■ **INSTRUCTIONS FOR THE TASK**
Go through the entries one line at a time, and gather every line that has the word "ItemRenderer".

DATA SHOWN section start

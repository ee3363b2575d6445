use crate::shared::api_utils::LoadError;
use contracts::shared::display_item::DisplayItem;
use leptos::prelude::*;
use std::future::Future;
use std::pin::Pin;

/// Future, который грузит содержимое элемента (живёт только в UI-потоке)
pub type LoadFuture<C> = Pin<Box<dyn Future<Output = Result<C, LoadError>>>>;

/// Результат `ItemRenderer::resolve`
pub enum Resolve<C> {
    /// Содержимое уже есть (картинка + подпись из разметки)
    Ready(C),
    /// Содержимое надо загрузить; просмотрщик покажет спиннер
    Pending(LoadFuture<C>),
}

/// Превращает элемент коллекции в содержимое модального окна.
///
/// Реализация отвечает только за данные и разметку тела окна; фазы,
/// навигация и закрытие живут в `ModalViewer`.
pub trait ItemRenderer: Send + Sync + 'static {
    type Item: Send + Sync + 'static;
    type Content: Send + Sync + 'static;

    fn resolve(&self, item: &Self::Item) -> Resolve<Self::Content>;

    fn render(&self, content: &Self::Content) -> AnyView;

    fn render_error(&self, error: &LoadError) -> AnyView {
        let message = error.to_string();
        view! {
            <div class="modal-error">
                <p>{message}</p>
            </div>
        }
        .into_any()
    }
}

/// Картинка + подпись. Используется галереей и сертификатами.
#[derive(Debug, Clone, Copy, Default)]
pub struct ImageCaptionRenderer;

impl ItemRenderer for ImageCaptionRenderer {
    type Item = DisplayItem;
    type Content = DisplayItem;

    fn resolve(&self, item: &DisplayItem) -> Resolve<DisplayItem> {
        Resolve::Ready(item.clone())
    }

    fn render(&self, item: &DisplayItem) -> AnyView {
        let image = item.has_image().then(|| {
            let src = item.image_url.clone();
            let alt = item.alt().to_string();
            view! { <img class="modal-img" src=src alt=alt /> }
        });
        let caption = item.caption.clone();
        view! {
            {image}
            <div class="modal-caption">{caption}</div>
        }
        .into_any()
    }
}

DATA SHOWN section end

■ **OUTPUT OF THE TASK**
/// Результат `ItemRenderer::resolve`
pub trait ItemRenderer: Send + Sync + 'static {
impl ItemRenderer for ImageCaptionRenderer {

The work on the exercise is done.